WHAT THE EXERCISE ASKS:
Write out again each line of the material below, unchanged, from the first one to the line that holds "fn height(&self) -> usize;".

MATERIAL PROVIDED:

//! Tile triangulator: turns a binary occupancy image into triangles that
//! cover exactly the occupied cells.

use crate::grid2::Grid2;

/// Cell-corner coordinate in slice space.
#[derive(Copy, Clone, Debug, Default, PartialEq, Eq, Hash)]
pub struct Point {
    pub x: i32,
    pub y: i32,
}

impl Point {
    #[inline]
    pub const fn new(x: i32, y: i32) -> Self {
        Self { x, y }
    }
}

/// Twice the signed area; positive for counter-clockwise triangles.
#[inline]
pub fn doubled_area(a: Point, b: Point, c: Point) -> i64 {
    let (ax, ay) = (a.x as i64, a.y as i64);
    (b.x as i64 - ax) * (c.y as i64 - ay) - (c.x as i64 - ax) * (b.y as i64 - ay)
}

/// Bounded 2D occupancy predicate.
pub trait Occupancy {
    fn width(&self) -> usize;
    fn height(&self) -> usize;
    fn occupied(&self, u: i32, v: i32) -> bool;
}

impl Occupancy for Grid2<bool> {
    fn width(&self) -> usize {
        Grid2::width(self)
    }
    fn height(&self) -> usize {
        Grid2::height(self)
    }
    fn occupied(&self, u: i32, v: i32) -> bool {
        Grid2::occupied(self, u, v)
    }
}

/// Adapts a closure over a `width × height` window.
pub struct OccupancyFn<F> {
    pub width: usize,
    pub height: usize,
    pub f: F,
}

impl<F: Fn(i32, i32) -> bool> Occupancy for OccupancyFn<F> {
    fn width(&self) -> usize {
        self.width
    }
    fn height(&self) -> usize {
        self.height
    }
    fn occupied(&self, u: i32, v: i32) -> bool {
        u >= 0 && v >= 0 && (u as usize) < self.width && (v as usize) < self.height && (self.f)(u, v)
    }
}

/// Covers the occupied cells with maximal rectangles (greedy, row-major) and
/// splits each into two counter-clockwise triangles. Rectangles never
/// overlap, so coverage is exact.
pub fn triangulate<O: Occupancy + ?Sized>(occ: &O) -> Vec<[Point; 3]> {
    let (w, h) = (occ.width(), occ.height());
    let mut claimed = Grid2::new(w, h, false);
    let mut out = Vec::new();
    let free = |claimed: &Grid2<bool>, u: usize, v: usize| {
        occ.occupied(u as i32, v as i32) && !claimed.occupied(u as i32, v as i32)
    };
    for v in 0..h {
        let mut u = 0;
        while u < w {
            if !free(&claimed, u, v) {
                u += 1;
                continue;
            }
            let mut u1 = u + 1;
            while u1 < w && free(&claimed, u1, v) {
                u1 += 1;
            }
            let mut v1 = v + 1;
            while v1 < h && (u..u1).all(|x| free(&claimed, x, v1)) {
                v1 += 1;
            }
            for cv in v..v1 {
                for cu in u..u1 {
                    claimed.set(cu as i32, cv as i32, true);
                }
            }
            let (x0, y0, x1, y1) = (u as i32, v as i32, u1 as i32, v1 as i32);
            out.push([Point::new(x0, y0), Point::new(x1, y0), Point::new(x1, y1)]);
            out.push([Point::new(x0, y0), Point::new(x1, y1), Point::new(x0, y1)]);
            u = u1;
        }
    }
    out
}

#[cfg(test)]
mod tests {
    use super::*;

    fn grid(rows: &[&str]) -> Grid2<bool> {
        let h = rows.len();
        let w = rows.first().map_or(0, |r| r.len());
        let mut g = Grid2::new(w, h, false);
        for (v, row) in rows.iter().enumerate() {
            for (u, c) in row.chars().enumerate() {
                g.set(u as i32, v as i32, c == '#');
            }
        }
        g
    }

    #[test]
    fn full_block_is_two_triangles() {
        let g = grid(&["###", "###"]);
        let tris = triangulate(&g);
        assert_eq!(tris.len(), 2);
        let area: i64 = tris.iter().map(|t| doubled_area(t[0], t[1], t[2])).sum();
        assert_eq!(area, 12);
    }

    #[test]
    fn l_shape_uses_two_rectangles() {
        let g = grid(&["##.", "###"]);
        let tris = triangulate(&g);
        assert_eq!(tris.len(), 4);
        assert!(tris.iter().all(|t| doubled_area(t[0], t[1], t[2]) > 0));
    }

    #[test]
    fn empty_mask_yields_nothing() {
        assert!(triangulate(&grid(&["...", "..."])).is_empty());
        assert!(triangulate(&Grid2::new(0, 0, false)).is_empty());
    }

    #[test]
    fn closure_window_is_clipped() {
        let occ = OccupancyFn {
            width: 2,
            height: 2,
            f: |_, _| true,
        };
        let tris = triangulate(&occ);
        assert_eq!(tris.len(), 2);
        assert_eq!(tris[0][2], Point::new(2, 2));
    }

    #[test]
    fn doubled_area_sign_and_degenerate() {
        let (a, b, c) = (Point::new(0, 0), Point::new(2, 0), Point::new(0, 2));
        assert_eq!(doubled_area(a, b, c), 4);
        assert_eq!(doubled_area(a, c, b), -4);
        assert_eq!(doubled_area(a, b, Point::new(5, 0)), 0);
    }
}
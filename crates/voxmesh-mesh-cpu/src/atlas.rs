//! Per-slice bitmaps and the shelf packer that merges them into one atlas.

/// 32-bit texels; red in the lowest byte, alpha (AO selector) in the top byte.
#[derive(Clone, Debug, PartialEq, Eq)]
pub struct Bitmap {
    width: usize,
    height: usize,
    pixels: Vec<u32>,
}

impl Bitmap {
    pub fn new(width: usize, height: usize) -> Self {
        Self {
            width,
            height,
            pixels: vec![0; width * height],
        }
    }

    #[inline]
    pub fn width(&self) -> usize {
        self.width
    }

    #[inline]
    pub fn height(&self) -> usize {
        self.height
    }

    #[inline]
    pub fn pixels(&self) -> &[u32] {
        &self.pixels
    }

    #[inline]
    pub fn get(&self, x: usize, y: usize) -> Option<u32> {
        (x < self.width && y < self.height).then(|| self.pixels[y * self.width + x])
    }

    #[inline]
    pub fn set(&mut self, x: usize, y: usize, value: u32) {
        debug_assert!(x < self.width && y < self.height, "texel ({x},{y}) out of bitmap");
        if x < self.width && y < self.height {
            self.pixels[y * self.width + x] = value;
        }
    }

    /// Copies `src` with its top-left corner at `(x, y)`, clipping at the edges.
    pub fn blit(&mut self, src: &Bitmap, x: usize, y: usize) {
        let w = src.width.min(self.width.saturating_sub(x));
        for row in 0..src.height {
            let dy = y + row;
            if dy >= self.height {
                break;
            }
            let s = row * src.width;
            let d = dy * self.width + x;
            self.pixels[d..d + w].copy_from_slice(&src.pixels[s..s + w]);
        }
    }

    /// Texels as bytes in upload order (R, G, B, A per texel).
    pub fn rgba_bytes(&self) -> Vec<u8> {
        self.pixels.iter().flat_map(|p| p.to_le_bytes()).collect()
    }
}

/// Where an input bitmap landed in the atlas.
#[derive(Copy, Clone, Debug, Default, PartialEq, Eq)]
pub struct Placement {
    pub x: usize,
    pub y: usize,
    pub width: usize,
    pub height: usize,
}

impl Placement {
    pub fn overlaps(&self, other: &Placement) -> bool {
        self.x < other.x + other.width
            && other.x < self.x + self.width
            && self.y < other.y + other.height
            && other.y < self.y + self.height
    }

    /// Inclusive on the far edges: triangle UVs sit on texel corners.
    pub fn contains(&self, u: usize, v: usize) -> bool {
        u >= self.x && u <= self.x + self.width && v >= self.y && v <= self.y + self.height
    }
}

#[derive(Clone, Debug)]
pub struct PackedAtlas {
    pub bitmap: Bitmap,
    /// Indexed like the bitmaps passed to [`AtlasBuilder::add`].
    pub placements: Vec<Placement>,
}

#[derive(Default, Debug)]
pub struct AtlasBuilder {
    items: Vec<Bitmap>,
}

impl AtlasBuilder {
    pub fn new() -> Self {
        Self::default()
    }

    pub fn len(&self) -> usize {
        self.items.len()
    }

    pub fn is_empty(&self) -> bool {
        self.items.is_empty()
    }

    /// Queues a bitmap and returns its index into the packed placements.
    pub fn add(&mut self, bitmap: Bitmap) -> usize {
        self.items.push(bitmap);
        self.items.len() - 1
    }

    /// Shelf-packs every queued bitmap. Both atlas sides are powers of two.
    pub fn pack(self) -> PackedAtlas {
        if self.items.is_empty() {
            return PackedAtlas {
                bitmap: Bitmap::new(1, 1),
                placements: Vec::new(),
            };
        }

        let mut order: Vec<usize> = (0..self.items.len()).collect();
        order.sort_by(|&a, &b| {
            let (ia, ib) = (&self.items[a], &self.items[b]);
            ib.height.cmp(&ia.height).then(ib.width.cmp(&ia.width))
        });

        let area: usize = self.items.iter().map(|b| b.width * b.height).sum();
        let widest = self.items.iter().map(|b| b.width).max().unwrap_or(1);
        let side = (area as f64).sqrt().ceil() as usize;
        let width = widest.max(side).max(1).next_power_of_two();

        let mut placements = vec![Placement::default(); self.items.len()];
        let (mut x, mut y, mut shelf) = (0usize, 0usize, 0usize);
        for &i in &order {
            let item = &self.items[i];
            if x + item.width > width {
                y += shelf;
                x = 0;
                shelf = 0;
            }
            placements[i] = Placement {
                x,
                y,
                width: item.width,
                height: item.height,
            };
            x += item.width;
            shelf = shelf.max(item.height);
        }
        let height = (y + shelf).max(1).next_power_of_two();

        let mut bitmap = Bitmap::new(width, height);
        for (item, p) in self.items.iter().zip(&placements) {
            bitmap.blit(item, p.x, p.y);
        }
        debug_assert!(
            placements
                .iter()
                .all(|p| p.x + p.width <= width && p.y + p.height <= height),
            "atlas packer lost an item"
        );
        log::trace!(
            "packed {} bitmaps ({} texels) into {}x{}",
            placements.len(),
            area,
            width,
            height
        );
        PackedAtlas { bitmap, placements }
    }
}

#[cfg(test)]
mod tests {
    use super::*;

    fn solid(w: usize, h: usize, v: u32) -> Bitmap {
        let mut b = Bitmap::new(w, h);
        for y in 0..h {
            for x in 0..w {
                b.set(x, y, v);
            }
        }
        b
    }

    #[test]
    fn empty_builder_gives_unit_atlas() {
        let packed = AtlasBuilder::new().pack();
        assert_eq!((packed.bitmap.width(), packed.bitmap.height()), (1, 1));
        assert!(packed.placements.is_empty());
    }

    #[test]
    fn placements_disjoint_and_in_bounds() {
        let mut b = AtlasBuilder::new();
        let sizes = [(3, 3), (7, 4), (3, 9), (12, 3), (5, 5), (4, 4), (3, 3)];
        for (i, &(w, h)) in sizes.iter().enumerate() {
            assert_eq!(b.add(solid(w, h, i as u32 + 1)), i);
        }
        let packed = b.pack();
        let (aw, ah) = (packed.bitmap.width(), packed.bitmap.height());
        assert!(aw.is_power_of_two() && ah.is_power_of_two());
        for (i, p) in packed.placements.iter().enumerate() {
            assert_eq!((p.width, p.height), sizes[i]);
            assert!(p.x + p.width <= aw && p.y + p.height <= ah);
            for q in &packed.placements[i + 1..] {
                assert!(!p.overlaps(q), "{p:?} overlaps {q:?}");
            }
        }
    }

    #[test]
    fn pixels_are_copied_verbatim() {
        let mut b = AtlasBuilder::new();
        let mut a = Bitmap::new(3, 2);
        a.set(0, 0, 0xAABBCCDD);
        a.set(2, 1, 0x11223344);
        let ia = b.add(a.clone());
        let ib = b.add(solid(4, 4, 7));
        let packed = b.pack();
        let pa = packed.placements[ia];
        for y in 0..2 {
            for x in 0..3 {
                assert_eq!(packed.bitmap.get(pa.x + x, pa.y + y), a.get(x, y));
            }
        }
        let pb = packed.placements[ib];
        assert_eq!(packed.bitmap.get(pb.x + 3, pb.y + 3), Some(7));
    }

    #[test]
    fn rgba_bytes_put_red_first() {
        let mut b = Bitmap::new(1, 1);
        b.set(0, 0, 0x80_30_20_10);
        assert_eq!(b.rgba_bytes(), vec![0x10, 0x20, 0x30, 0x80]);
    }
}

REPLY:
//! Tile triangulator: turns a binary occupancy image into triangles that
//! cover exactly the occupied cells.

use crate::grid2::Grid2;

/// Cell-corner coordinate in slice space.
#[derive(Copy, Clone, Debug, Default, PartialEq, Eq, Hash)]
pub struct Point {
    pub x: i32,
    pub y: i32,
}

impl Point {
    #[inline]
    pub const fn new(x: i32, y: i32) -> Self {
        Self { x, y }
    }
}

/// Twice the signed area; positive for counter-clockwise triangles.
#[inline]
pub fn doubled_area(a: Point, b: Point, c: Point) -> i64 {
    let (ax, ay) = (a.x as i64, a.y as i64);
    (b.x as i64 - ax) * (c.y as i64 - ay) - (c.x as i64 - ax) * (b.y as i64 - ay)
}

/// Bounded 2D occupancy predicate.
pub trait Occupancy {
    fn width(&self) -> usize;
    fn height(&self) -> usize;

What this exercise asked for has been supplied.